Lightweight Capability Domains: Towards Secure Operating System Kernels
- Tuesday, March 21, 2017, 11:00 am - 12:00 pm PDTiCal
- ISI, 11th floor large conference room (1152)
This event is open to the public.
- Cyber Security Seminar
- Anton Burtsev
Despite a number of radical changes in how computer systems are used, the design principles behind the very core of the systems stack---an operating system kernel---has remained unchanged for decades. We run monolithic kernels developed with a combination of an unsafe programming language, global sharing of data structures, opaque interfaces, and no explicit knowledge of kernel protocols. Today, the monolithic architecture of a kernel is the main factor undermining security of the system---lack of isolation implies that in a modern operating system, an attacker is one kernel vulnerability away from taking control over the entire machine. Even worse, lack of isolation and modularity in the kernel limits its evolution towards a safe, secure environment.
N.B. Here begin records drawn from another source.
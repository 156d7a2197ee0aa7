//! Polyhedral reference solid

use std::collections::HashMap;

use glam::{DAffine3, DVec3};
use serde::{Deserialize, Serialize};
use uuid::Uuid;

use crate::shape::{Shape, ShapeKind};

/// A solid represented by its triangulated boundary
#[derive(Debug, Clone, Serialize, Deserialize)]
pub struct MeshSolid {
    pub id: Uuid,
    /// Vertex positions
    pub vertices: Vec<DVec3>,
    /// Triangle indices (3 indices per triangle)
    pub indices: Vec<u32>,
}

impl MeshSolid {
    /// Create a solid from raw triangle data
    pub fn new(vertices: Vec<DVec3>, indices: Vec<u32>) -> Self {
        Self {
            id: Uuid::new_v4(),
            vertices,
            indices,
        }
    }

    /// Create an axis-aligned box spanning `[0, x] × [0, y] × [0, z]`
    pub fn cuboid(x: f64, y: f64, z: f64) -> Self {
        let vertices = vec![
            DVec3::new(0.0, 0.0, 0.0),
            DVec3::new(x, 0.0, 0.0),
            DVec3::new(x, y, 0.0),
            DVec3::new(0.0, y, 0.0),
            DVec3::new(0.0, 0.0, z),
            DVec3::new(x, 0.0, z),
            DVec3::new(x, y, z),
            DVec3::new(0.0, y, z),
        ];
        #[rustfmt::skip]
        let indices = vec![
            0, 2, 1,  0, 3, 2, // bottom
            4, 5, 6,  4, 6, 7, // top
            0, 1, 5,  0, 5, 4, // front
            3, 7, 6,  3, 6, 2, // back
            0, 4, 7,  0, 7, 3, // left
            1, 2, 6,  1, 6, 5, // right
        ];
        Self::new(vertices, indices)
    }

    /// Check if the mesh has no triangles
    pub fn is_empty(&self) -> bool {
        self.indices.is_empty()
    }

    /// Get the number of triangles
    pub fn triangle_count(&self) -> usize {
        self.indices.len() / 3
    }

    /// Axis-aligned bounding box as `(min, max)`
    pub fn bounding_box(&self) -> Option<(DVec3, DVec3)> {
        let first = *self.vertices.first()?;
        Some(
            self.vertices
                .iter()
                .fold((first, first), |(min, max), v| (min.min(*v), max.max(*v))),
        )
    }

    /// Get the center of the bounding box
    pub fn center(&self) -> Option<DVec3> {
        self.bounding_box().map(|(min, max)| (min + max) / 2.0)
    }

    /// Check that every edge is shared by exactly two triangles
    pub fn is_closed(&self) -> bool {
        if self.is_empty() {
            return false;
        }

        let mut edges: HashMap<(u32, u32), usize> = HashMap::new();
        for tri in self.indices.chunks_exact(3) {
            for (a, b) in [(tri[0], tri[1]), (tri[1], tri[2]), (tri[2], tri[0])] {
                *edges.entry((a.min(b), a.max(b))).or_default() += 1;
            }
        }
        edges.values().all(|&count| count == 2)
    }
}

impl Shape for MeshSolid {
    fn kind(&self) -> ShapeKind {
        if self.is_closed() {
            ShapeKind::Solid
        } else {
            ShapeKind::Shell
        }
    }

    fn is_valid(&self) -> bool {
        let vertex_count = self.vertices.len();
        !self.is_empty()
            && self.indices.len() % 3 == 0
            && self.indices.iter().all(|&i| (i as usize) < vertex_count)
    }

    fn transformed(&self, transform: &DAffine3) -> Self {
        Self {
            id: self.id,
            vertices: self
                .vertices
                .iter()
                .map(|v| transform.transform_point3(*v))
                .collect(),
            indices: self.indices.clone(),
        }
    }
}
Modern kernels need strong isolation of individual kernel subsystems as a practical means of confining the effects of individual attacks, and as a mechanism to enable practical kernel verification. The complexity of a monolithic, shared-memory kernel prevents a trivial decomposition effort. Decomposition requires cutting through a number of tightly-connected, well-optimized subsystems that use rich interfaces and complex interaction patterns. Several attempts to decompose the kernel code failed due to a lack of proper abstractions and automation tools. We argue that with proper language tools, and a general approach to breaking the code apart,decomposition into isolated subsystems is feasible. Our work on lightweight capability domains (LCDs) develops principles, mechanisms, and tools that enable incremental, practical decomposition of a commodity operating system kernel.
Anton Burtsev is an Assistant Adjunct Professor in the Department of Computer Science at the University of California, Irvine. Prior to this,
he was an Assistant Research Professor at the University of Utah where he received his PhD in 2013. Anton is a systems researcher with many years of research and low-level engineering experience of designing, and building novel operating system mechanisms for both commodity and experimental operating systems and hypervisors. Currently his is interested in both clean slate design of operating systems for novel hardware and software environments, and in the practical evolution of existing systems towards hardware, software, and security requirements in the age of warehouse computing. His research covers 1) secure operating systems, 2) security and access control in datacenter and enterprise networks, and 3) operating system support for datacenter environments.